(Stored data entries)
============
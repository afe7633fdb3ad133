//! Asynchronous content verification for the read phase.
//!
//! The reader hands every block it has read to [`Verifier::dispatch`] and
//! moves on; verifier threads recompute the content id and delete the file
//! when it matches its name. [`Verifier::finish`] is the barrier: it returns
//! once every dispatched block has been accounted for.

use std::fs;
use std::path::PathBuf;
use std::sync::Arc;
use std::thread::{self, JoinHandle};
use std::time::{Duration, Instant};

use crossbeam_channel::{unbounded, Receiver, Sender};
use parking_lot::{Condvar, Mutex};

use crate::block::content_id;
use crate::log::RunLog;

/// How long [`Verifier::finish`] waits between progress reports.
pub const SETTLE_POLL: Duration = Duration::from_millis(500);

#[derive(Debug, Clone, Default, PartialEq, Eq)]
pub struct VerifyTally {
    pub completed: usize,
    pub matched: usize,
    /// Ids whose content no longer hashes to the file name.
    pub mismatched: Vec<String>,
}

#[derive(Debug, Clone, PartialEq, Eq)]
pub enum Outcome {
    Matched,
    Mismatched(String),
}

/// Counts finished verifications and wakes waiters on every change.
#[derive(Default)]
pub struct CompletionLatch {
    tally: Mutex<VerifyTally>,
    changed: Condvar,
}

impl CompletionLatch {
    pub fn record(&self, outcome: Outcome) {
        let mut tally = self.tally.lock();
        tally.completed += 1;
        match outcome {
            Outcome::Matched => tally.matched += 1,
            Outcome::Mismatched(id) => tally.mismatched.push(id),
        }
        self.changed.notify_all();
    }

    pub fn completed(&self) -> usize {
        self.tally.lock().completed
    }

    /// Wait up to `timeout` for `expected` completions. Returns whether the
    /// count was reached. Completions short of `expected` do not end the wait.
    pub fn wait_for(&self, expected: usize, timeout: Duration) -> bool {
        let deadline = Instant::now() + timeout;
        let mut tally = self.tally.lock();
        while tally.completed < expected {
            if self.changed.wait_until(&mut tally, deadline).timed_out() {
                break;
            }
        }
        tally.completed >= expected
    }

    pub fn snapshot(&self) -> VerifyTally {
        self.tally.lock().clone()
    }
}

struct VerifyJob {
    id: String,
    path: PathBuf,
    data: Vec<u8>,
}

pub struct Verifier {
    jobs: Sender<VerifyJob>,
    workers: Vec<JoinHandle<()>>,
    latch: Arc<CompletionLatch>,
    dispatched: usize,
    log: RunLog,
}

impl Verifier {
    pub fn start(workers: usize, log: &RunLog) -> Self {
        let (job_tx, job_rx) = unbounded();
        let latch = Arc::new(CompletionLatch::default());
        let handles = (0..workers.max(1))
            .map(|id| {
                let job_rx = job_rx.clone();
                let latch = Arc::clone(&latch);
                let worker_log = log.clone();
                thread::Builder::new()
                    .name(format!("verify-{}", id))
                    .spawn(move || verify_loop(job_rx, latch, worker_log))
                    .map_err(|e| log.simple(format!("Failed to spawn verifier {}: {}", id, e)))
            })
            .filter_map(|spawned| spawned.ok())
            .collect();

        Self {
            jobs: job_tx,
            workers: handles,
            latch,
            dispatched: 0,
            log: log.clone(),
        }
    }

    /// Queue `data`, read from `path`, for checking against `id`. Never blocks.
    pub fn dispatch(&mut self, id: String, path: PathBuf, data: Vec<u8>) {
        self.dispatched += 1;
        if let Err(e) = self.jobs.send(VerifyJob { id, path, data }) {
            // No live verifier thread: check inline rather than lose the block.
            let job = e.into_inner();
            self.latch.record(verify_block(&job, &self.log));
        }
    }

    pub fn dispatched(&self) -> usize {
        self.dispatched
    }

    pub fn completed(&self) -> usize {
        self.latch.completed()
    }

    /// Wait until every dispatched block has been verified, then join the
    /// verifier threads.
    pub fn finish(self) -> VerifyTally {
        let Verifier {
            jobs,
            workers,
            latch,
            dispatched: expected,
            log,
        } = self;
        drop(jobs);

        while !latch.wait_for(expected, SETTLE_POLL) {
            if workers.iter().all(|h| h.is_finished()) {
                if latch.completed() < expected {
                    log.simple(format!(
                        "Verifiers exited with {}/{} blocks checked",
                        latch.completed(),
                        expected
                    ));
                }
                break;
            }
            log.simple(format!(
                "Waiting for verification {}/{}",
                latch.completed(),
                expected
            ));
        }
        for handle in workers {
            if let Err(e) = handle.join() {
                log.simple(format!("A verifier panicked: {:?}", e));
            }
        }
        latch.snapshot()
    }
}

fn verify_loop(job_rx: Receiver<VerifyJob>, latch: Arc<CompletionLatch>, log: RunLog) {
    for job in job_rx.iter() {
        latch.record(verify_block(&job, &log));
    }
}

fn verify_block(job: &VerifyJob, log: &RunLog) -> Outcome {
    if content_id(&job.data) == job.id {
        if let Err(e) = fs::remove_file(&job.path) {
            log.error("Remove Error", &job.id, &e.to_string());
        }
        Outcome::Matched
    } else {
        log.error("Check Error", &job.id, "content does not match its name");
        Outcome::Mismatched(job.id.clone())
    }
}

#[cfg(test)]
mod tests {
    use super::*;
    use crate::block::Block;
    use tempfile::tempdir;

    #[test]
    fn latch_counts_and_wakes() {
        let latch = Arc::new(CompletionLatch::default());
        assert!(latch.wait_for(0, Duration::ZERO));
        assert!(!latch.wait_for(2, Duration::from_millis(1)));

        let l2 = Arc::clone(&latch);
        let h = thread::spawn(move || {
            l2.record(Outcome::Matched);
            l2.record(Outcome::Mismatched("abcd0123".into()));
        });
        while !latch.wait_for(2, Duration::from_millis(50)) {}
        h.join().unwrap();

        let tally = latch.snapshot();
        assert_eq!(tally.completed, 2);
        assert_eq!(tally.matched, 1);
        assert_eq!(tally.mismatched, vec!["abcd0123".to_string()]);
    }

    #[test]
    fn partial_completion_does_not_end_wait() {
        let latch = Arc::new(CompletionLatch::default());
        let l2 = Arc::clone(&latch);
        let h = thread::spawn(move || {
            thread::sleep(Duration::from_millis(20));
            l2.record(Outcome::Matched);
        });
        let started = Instant::now();
        assert!(!latch.wait_for(2, Duration::from_millis(200)));
        assert!(started.elapsed() >= Duration::from_millis(200));
        h.join().unwrap();
        assert_eq!(latch.completed(), 1);
    }

    #[test]
    fn finish_reports_progress_once_per_poll() {
        let dir = tempdir().unwrap();
        let log_path = dir.path().join("run.log");
        let log = RunLog::with_file(&log_path).unwrap();
        let mut verifier = Verifier::start(1, &log);

        let data = vec![0x5au8; 1024 * 1024];
        let id = content_id(&data);
        for i in 0..100 {
            let path = dir.path().join(format!("blk{}", i));
            fs::write(&path, &data).unwrap();
            verifier.dispatch(id.clone(), path, data.clone());
        }
        let started = Instant::now();
        let tally = verifier.finish();
        let took = started.elapsed();
        assert_eq!(tally.matched, 100);

        let text = fs::read_to_string(&log_path).unwrap();
        let waiting = text.matches("Waiting for verification").count() as u128;
        assert!(
            waiting <= took.as_millis() / SETTLE_POLL.as_millis() + 1,
            "{} progress lines in {:?}",
            waiting,
            took
        );
    }

    #[test]
    fn good_blocks_deleted_bad_blocks_kept() {
        let dir = tempdir().unwrap();
        let log = RunLog::stderr();
        let mut verifier = Verifier::start(2, &log);

        let mut good = Vec::new();
        for _ in 0..4 {
            let block = Block::generate(0.01).unwrap();
            let path = dir.path().join(block.id());
            fs::write(&path, block.data()).unwrap();
            verifier.dispatch(block.id().to_string(), path.clone(), block.data().to_vec());
            good.push(path);
        }

        let bad = Block::generate(0.01).unwrap();
        let bad_path = dir.path().join(bad.id());
        let mut corrupted = bad.data().to_vec();
        corrupted[17] ^= 0xff;
        fs::write(&bad_path, &corrupted).unwrap();
        verifier.dispatch(bad.id().to_string(), bad_path.clone(), corrupted);

        assert_eq!(verifier.dispatched(), 5);
        let tally = verifier.finish();
        assert_eq!(tally.completed, 5);
        assert_eq!(tally.matched, 4);
        assert_eq!(tally.mismatched, vec![bad.id().to_string()]);
        assert!(good.iter().all(|p| !p.exists()));
        assert!(bad_path.exists());
    }

    #[test]
    fn finish_without_work() {
        let verifier = Verifier::start(3, &RunLog::stderr());
        assert_eq!(verifier.finish(), VerifyTally::default());
    }
}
============
Your answer must be the lines from the one that contains "corrupted[17] ^= 0xff;" through the last line of the entries above, copied exactly, with no other lines.

        corrupted[17] ^= 0xff;
        fs::write(&bad_path, &corrupted).unwrap();
        verifier.dispatch(bad.id().to_string(), bad_path.clone(), corrupted);

        assert_eq!(verifier.dispatched(), 5);
        let tally = verifier.finish();
        assert_eq!(tally.completed, 5);
        assert_eq!(tally.matched, 4);
        assert_eq!(tally.mismatched, vec![bad.id().to_string()]);
        assert!(good.iter().all(|p| !p.exists()));
        assert!(bad_path.exists());
    }

    #[test]
    fn finish_without_work() {
        let verifier = Verifier::start(3, &RunLog::stderr());
        assert_eq!(verifier.finish(), VerifyTally::default());
    }
}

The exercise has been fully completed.